My path has crossed with fellow NICU mothers who have had it much worse than we have - ventilators, resuscitation, seizures, living hours away from their newest love, not being allowed to hold the part of their heart that left their body. For that I am grateful. If it wasn't for the inspiring stories of these women who have seen their child pounced on by respiratory therapists trying to get a breath exhaled, or stayed nights in an armchair at the bedside following a major abdominal surgery I would have fallen apart long ago. But if these women can keep their daily vigil up for months on end with the scariest circumstances, I can definitely handle driving fifteen minutes to hold and feed my very healthy baby for fifteen (or more) hours a day. 

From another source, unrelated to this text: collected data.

use clap::Subcommand;
use pomofocus_core::SettingsPatch;

use super::{print_json, CommandResult};
use crate::host::Host;

#[derive(Subcommand)]
pub enum SettingsAction {
    /// Print the current durations
    Show,
    /// Change one or more durations (minutes)
    Set {
        #[arg(long)]
        work: Option<u32>,
        #[arg(long)]
        short_break: Option<u32>,
        #[arg(long)]
        long_break: Option<u32>,
        #[arg(long)]
        sessions_before_long_break: Option<u32>,
    },
}

pub fn run(action: SettingsAction) -> CommandResult {
    let host = Host::open()?;
    let mut app = host.app()?;

    match action {
        SettingsAction::Show => print_json(app.settings())?,
        SettingsAction::Set {
            work,
            short_break,
            long_break,
            sessions_before_long_break,
        } => {
            let patch = SettingsPatch {
                work_duration: work,
                short_break_duration: short_break,
                long_break_duration: long_break,
                sessions_before_long_break,
            };
            if patch.is_empty() {
                return Err("nothing to change; pass at least one option".into());
            }
            let settings = app.update_settings(&patch)?;
            print_json(&settings)?;
        }
    }
    Ok(())
}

I have no hard feelings toward God, or the doctors, or myself for our current situation. Jack is the best thing that has happened to our life, irregardless of him coming at term or twelve weeks early.

I so look forward to the day I can bring my little man home, and I pray everyday for the mothers and fathers who never got that chance. We are so blessed to have the medical advances that saved my life, and the life of our baby. 

The prophet Joseph Smith once said, "I should never get discouraged, whatever difficulties should surround me, if I was sunk in the lowest pit of Nova Scotia and all the Rocky Mountains piled on top of me, I ought not to be discouraged but hang on, exercise faith and keep up good courage and I should come out on the top of the heap."

That is the attitude I'm trying to have. 

"..All these things shall give thee experience, and shall be for thy good." (D&C 122:7-8)

2 comments:

  1. This was so well written Nicole. Isn't it crazy how some of the hardest or painful experiences make us more creative and understanding of life in general. You're a champ - honest - you're winning this part of your life, just keep it up. The season for Jack to leave the hospital is just around the corner!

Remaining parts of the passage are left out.